[TASK GOAL]: Every line below needs to be returned exactly as written.
━━━━━━━━
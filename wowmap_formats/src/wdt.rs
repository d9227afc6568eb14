//! WDT parser (§4.F): walks the chunk stream for the `MAID` chunk, the
//! per-tile FileDataID table that replaced listfile-path lookups. Chunk tags
//! are stored reversed on disk (`MAID` is written as the bytes `DIAM`),
//! which is why [`MAID_TAG_ON_DISK`] looks backwards.

use anyhow::{Context, Result, bail};
use byteorder::{LittleEndian, ReadBytesExt};
use std::io::{Cursor, Read};
use wowmap_core::{ScanError, TileCoord};

const MAID_TAG_ON_DISK: &[u8; 4] = b"DIAM";
const GRID_SIZE: usize = 64;

#[derive(Debug, Default)]
pub struct WdtParser;

impl WdtParser {
	/// Returns the FileDataID for every occupied tile of a 64x64 WDT grid
	/// (§9 — a WDT with no `MAID` chunk is a pre-FileDataID client format
	/// this scanner does not support and is reported as [`ScanError::DataError`]
	/// rather than silently skipped).
	pub fn parse(data: &[u8]) -> Result<Vec<(TileCoord, u32)>> {
		let mut cursor = Cursor::new(data);
		while (cursor.position() as usize) + 8 <= data.len() {
			let mut tag = [0u8; 4];
			cursor.read_exact(&mut tag).context("reading WDT chunk tag")?;
			let size = cursor.read_u32::<LittleEndian>().context("reading WDT chunk size")? as usize;

			let start = cursor.position() as usize;
			let end = start.checked_add(size).filter(|&e| e <= data.len()).ok_or_else(|| ScanError::DataError("WDT chunk size exceeds file length".into()))?;

			if &tag == MAID_TAG_ON_DISK {
				return parse_maid(&data[start..end]);
			}
			cursor.set_position(end as u64);
		}
		bail!(ScanError::DataError("WDT file has no MAID chunk".into()))
	}
}

fn parse_maid(body: &[u8]) -> Result<Vec<(TileCoord, u32)>> {
	// Each tile entry carries seven FileDataIDs (root ADT, obj0 ADT, tex0,
	// lod, map texture, map texture n, minimap); only the last is the
	// minimap tile id a scan keys off of.
	const FIELDS_PER_ENTRY: usize = 7;
	const ENTRY_SIZE: usize = FIELDS_PER_ENTRY * 4;
	let expected_len = GRID_SIZE * GRID_SIZE * ENTRY_SIZE;
	if body.len() < expected_len {
		bail!(ScanError::DataError(format!("MAID chunk too short: {} bytes, expected {expected_len}", body.len())));
	}

	let mut tiles = Vec::new();
	let mut cursor = Cursor::new(body);
	for y in 0..GRID_SIZE {
		for x in 0..GRID_SIZE {
			for _ in 0..FIELDS_PER_ENTRY - 1 {
				cursor.read_u32::<LittleEndian>()?;
			}
			let minimap_file_id = cursor.read_u32::<LittleEndian>()?;
			if minimap_file_id != 0 {
				tiles.push((TileCoord::new(x as i32, y as i32), minimap_file_id));
			}
		}
	}
	Ok(tiles)
}

#[cfg(test)]
mod tests {
	use super::*;

	fn wdt_with_maid(tiles: &[(usize, usize, u32)]) -> Vec<u8> {
		let mut maid_body = vec![0u8; 64 * 64 * 28];
		for &(x, y, file_id) in tiles {
			let offset = (y * 64 + x) * 28 + 24; // 7th u32 of the entry
			maid_body[offset..offset + 4].copy_from_slice(&file_id.to_le_bytes());
		}

		let mut data = Vec::new();
		// an unrelated leading chunk, to exercise the skip-forward path
		data.extend_from_slice(b"REVM");
		data.extend_from_slice(&4u32.to_le_bytes());
		data.extend_from_slice(&[0u8; 4]);

		data.extend_from_slice(MAID_TAG_ON_DISK);
		data.extend_from_slice(&(maid_body.len() as u32).to_le_bytes());
		data.extend_from_slice(&maid_body);
		data
	}

	#[test]
	fn extracts_occupied_tiles_from_the_maid_chunk() {
		let data = wdt_with_maid(&[(3, 4, 775971), (0, 0, 1)]);
		let tiles = WdtParser::parse(&data).unwrap();
		assert_eq!(tiles.len(), 2);
		assert!(tiles.contains(&(TileCoord::new(3, 4), 775971)));
		assert!(tiles.contains(&(TileCoord::new(0, 0), 1)));
	}

	#[test]
	fn missing_maid_chunk_is_a_data_error() {
		let mut data = Vec::new();
		data.extend_from_slice(b"REVM");
		data.extend_from_slice(&4u32.to_le_bytes());
		data.extend_from_slice(&[0u8; 4]);
		assert!(WdtParser::parse(&data).is_err());
	}
}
━━━━━━━━
[EXERCISE RESULT]:
filename wowmap_formats/src/wdt.rs
repository d9227afc6568eb14
//! WDT parser (§4.F): walks the chunk stream for the `MAID` chunk, the
//! per-tile FileDataID table that replaced listfile-path lookups. Chunk tags
//! are stored reversed on disk (`MAID` is written as the bytes `DIAM`),
//! which is why [`MAID_TAG_ON_DISK`] looks backwards.

use anyhow::{Context, Result, bail};
use byteorder::{LittleEndian, ReadBytesExt};
use std::io::{Cursor, Read};
use wowmap_core::{ScanError, TileCoord};

const MAID_TAG_ON_DISK: &[u8; 4] = b"DIAM";
const GRID_SIZE: usize = 64;

#[derive(Debug, Default)]
pub struct WdtParser;

impl WdtParser {
	/// Returns the FileDataID for every occupied tile of a 64x64 WDT grid
	/// (§9 — a WDT with no `MAID` chunk is a pre-FileDataID client format
	/// this scanner does not support and is reported as [`ScanError::DataError`]
	/// rather than silently skipped).
	pub fn parse(data: &[u8]) -> Result<Vec<(TileCoord, u32)>> {
		let mut cursor = Cursor::new(data);
		while (cursor.position() as usize) + 8 <= data.len() {
			let mut tag = [0u8; 4];
			cursor.read_exact(&mut tag).context("reading WDT chunk tag")?;
			let size = cursor.read_u32::<LittleEndian>().context("reading WDT chunk size")? as usize;

			let start = cursor.position() as usize;
			let end = start.checked_add(size).filter(|&e| e <= data.len()).ok_or_else(|| ScanError::DataError("WDT chunk size exceeds file length".into()))?;

			if &tag == MAID_TAG_ON_DISK {
				return parse_maid(&data[start..end]);
			}
			cursor.set_position(end as u64);
		}
		bail!(ScanError::DataError("WDT file has no MAID chunk".into()))
	}
}

fn parse_maid(body: &[u8]) -> Result<Vec<(TileCoord, u32)>> {
	// Each tile entry carries seven FileDataIDs (root ADT, obj0 ADT, tex0,
	// lod, map texture, map texture n, minimap); only the last is the
	// minimap tile id a scan keys off of.
	const FIELDS_PER_ENTRY: usize = 7;
	const ENTRY_SIZE: usize = FIELDS_PER_ENTRY * 4;
	let expected_len = GRID_SIZE * GRID_SIZE * ENTRY_SIZE;
	if body.len() < expected_len {
		bail!(ScanError::DataError(format!("MAID chunk too short: {} bytes, expected {expected_len}", body.len())));
	}

	let mut tiles = Vec::new();
	let mut cursor = Cursor::new(body);
	for y in 0..GRID_SIZE {
		for x in 0..GRID_SIZE {
			for _ in 0..FIELDS_PER_ENTRY - 1 {
				cursor.read_u32::<LittleEndian>()?;
			}
			let minimap_file_id = cursor.read_u32::<LittleEndian>()?;
			if minimap_file_id != 0 {
				tiles.push((TileCoord::new(x as i32, y as i32), minimap_file_id));
			}
		}
	}
	Ok(tiles)
}

#[cfg(test)]
mod tests {
	use super::*;

	fn wdt_with_maid(tiles: &[(usize, usize, u32)]) -> Vec<u8> {
		let mut maid_body = vec![0u8; 64 * 64 * 28];
		for &(x, y, file_id) in tiles {
			let offset = (y * 64 + x) * 28 + 24; // 7th u32 of the entry
			maid_body[offset..offset + 4].copy_from_slice(&file_id.to_le_bytes());
		}

		let mut data = Vec::new();
		// an unrelated leading chunk, to exercise the skip-forward path
		data.extend_from_slice(b"REVM");
		data.extend_from_slice(&4u32.to_le_bytes());
		data.extend_from_slice(&[0u8; 4]);

		data.extend_from_slice(MAID_TAG_ON_DISK);
		data.extend_from_slice(&(maid_body.len() as u32).to_le_bytes());
		data.extend_from_slice(&maid_body);
		data
	}

	#[test]
	fn extracts_occupied_tiles_from_the_maid_chunk() {
		let data = wdt_with_maid(&[(3, 4, 775971), (0, 0, 1)]);
		let tiles = WdtParser::parse(&data).unwrap();
		assert_eq!(tiles.len(), 2);
		assert!(tiles.contains(&(TileCoord::new(3, 4), 775971)));
		assert!(tiles.contains(&(TileCoord::new(0, 0), 1)));
	}

	#[test]
	fn missing_maid_chunk_is_a_data_error() {
		let mut data = Vec::new();
		data.extend_from_slice(b"REVM");
		data.extend_from_slice(&4u32.to_le_bytes());
		data.extend_from_slice(&[0u8; 4]);
		assert!(WdtParser::parse(&data).is_err());
	}
}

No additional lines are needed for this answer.